Ligand- and Nuclear Factor-Dependent Change in Hydrophobicity of Thyroid Hormone β 1 Receptor

An aqueous two-phase partitioning assay was performed using in vitro translated human thyroid hormone β₁ receptor (TRβ₁). Wild-type TRβ₁ was less hydrophobic in the presence of both triiodothyronine (T₃) and nuclear extract. This reflects a conformational change, or change in electrostatic properties, of the TRβ₁-nuclear factor complex as a result of T₃ binding.

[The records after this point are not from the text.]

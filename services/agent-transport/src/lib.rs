//! Agent-transport contract (C8): an abstract capability — given a system
//! prompt, a user payload, and per-participant config, produce a text reply
//! plus token counts. The core (agent-invoker) depends on this capability,
//! not on any specific vendor.
//!
//! Grounded on the original's `app/llm/base.py::BaseLLMClient` for the
//! `(text, prompt_tokens, completion_tokens)` return shape and its per-vendor
//! client split (`anthropic_client.py`, `openai_client.py`, ...), and on
//! teacher's `market-data/src/provider.rs::BinanceProvider` for the
//! reqwest-based HTTP transport idiom (a `reqwest::Client`, JSON response
//! structs, `tracing::warn!` on transport failure rather than panicking).

mod hosted;
mod self_hosted;

pub use hosted::HostedVendorTransport;
pub use self_hosted::SelfHostedTransport;

use async_trait::async_trait;
use std::time::Duration;
use thiserror::Error;

/// Per-participant knobs an agent's config JSON may carry (`llm_config` in
/// the original). Fields mirror `anthropic_client.py`'s `config.get(...)`
/// defaults.
#[derive(Debug, Clone)]
pub struct AgentConfig {
    pub model: String,
    pub max_tokens: u32,
    pub temperature: f32,
    pub timeout: Duration,
}

impl Default for AgentConfig {
    fn default() -> Self {
        Self {
            model: "claude-sonnet-4-20250514".to_string(),
            max_tokens: 4096,
            temperature: 0.7,
            timeout: Duration::from_secs(60),
        }
    }
}

/// A successful agent call: the raw text reply plus token accounting for the
/// invocation record.
#[derive(Debug, Clone, PartialEq)]
pub struct LlmReply {
    pub text: String,
    pub prompt_tokens: u32,
    pub completion_tokens: u32,
}

#[derive(Debug, Error)]
pub enum TransportError {
    #[error("request timed out after {0:?}")]
    Timeout(Duration),
    #[error("transport error: {0}")]
    Request(String),
    #[error("malformed response from provider: {0}")]
    MalformedResponse(String),
}

/// The capability C5 depends on. Implementations vary by vendor or by
/// self-hosted deployment; none of them are baked into the core.
#[async_trait]
pub trait AgentTransport: Send + Sync {
    async fn invoke(&self, system: &str, user: &str, config: &AgentConfig) -> Result<LlmReply, TransportError>;
}

/// Wrap any transport with the §5 suspension-point timeout: agent calls are
/// the one unbounded-latency external dependency the scheduler's decision
/// tick has, so every call through this contract is wall-clock bounded.
pub async fn invoke_with_timeout(
    transport: &dyn AgentTransport,
    system: &str,
    user: &str,
    config: &AgentConfig,
) -> Result<LlmReply, TransportError> {
    match tokio::time::timeout(config.timeout, transport.invoke(system, user, config)).await {
        Ok(result) => result,
        Err(_) => Err(TransportError::Timeout(config.timeout)),
    }
}

#[cfg(test)]
mod tests {
    use super::*;
    use std::sync::atomic::{AtomicUsize, Ordering};
    use std::sync::Arc;

    struct SlowTransport(Duration);

    #[async_trait]
    impl AgentTransport for SlowTransport {
        async fn invoke(&self, _system: &str, _user: &str, _config: &AgentConfig) -> Result<LlmReply, TransportError> {
            tokio::time::sleep(self.0).await;
            Ok(LlmReply { text: "late".into(), prompt_tokens: 0, completion_tokens: 0 })
        }
    }

    struct CountingTransport(Arc<AtomicUsize>);

    #[async_trait]
    impl AgentTransport for CountingTransport {
        async fn invoke(&self, _system: &str, _user: &str, _config: &AgentConfig) -> Result<LlmReply, TransportError> {
            self.0.fetch_add(1, Ordering::SeqCst);
            Ok(LlmReply { text: "{}".into(), prompt_tokens: 10, completion_tokens: 5 })
        }
    }

    #[tokio::test]
    async fn timeout_fires_when_the_transport_exceeds_the_configured_budget() {
        let transport = SlowTransport(Duration::from_millis(50));
        let config = AgentConfig { timeout: Duration::from_millis(5), ..Default::default() };
        let result = invoke_with_timeout(&transport, "sys", "user", &config).await;
        assert!(matches!(result, Err(TransportError::Timeout(_))));
    }

    #[tokio::test]
    async fn a_fast_transport_completes_within_budget() {
        let calls = Arc::new(AtomicUsize::new(0));
        let transport = CountingTransport(calls.clone());
        let config = AgentConfig::default();
        let reply = invoke_with_timeout(&transport, "sys", "user", &config).await.unwrap();
        assert_eq!(reply.prompt_tokens, 10);
        assert_eq!(calls.load(Ordering::SeqCst), 1);
    }
}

Mutant TRβ₁s with reduced T₃ binding affinity required a higher concentration of T₃ for the shift of hydrophobicity, and a mutant without T₃ binding activity did not show any shift, even in the presence of 1 mM T₃. The unique mutant receptor, R243Q, has impaired transcriptional function despite virtually normal binding affinity for T₃. When this mutant was examined in this assay, the shift of hydrophobicity was significantly impaired even in the presence of both nuclear extract and a high concentration of T₃. Nuclear extact of COS1 cells did not affect the T₃-binding affinity of R243Q. These results indicate that the R243Q mutant has impaired a ligand-dependent conformational change and interaction with nuclear factor(s). Inability of R243Q to interact normally with nuclear factor(s) may explain, in part, the molecular mechanism of discordance between ligand binding and transactivation function of this mutant.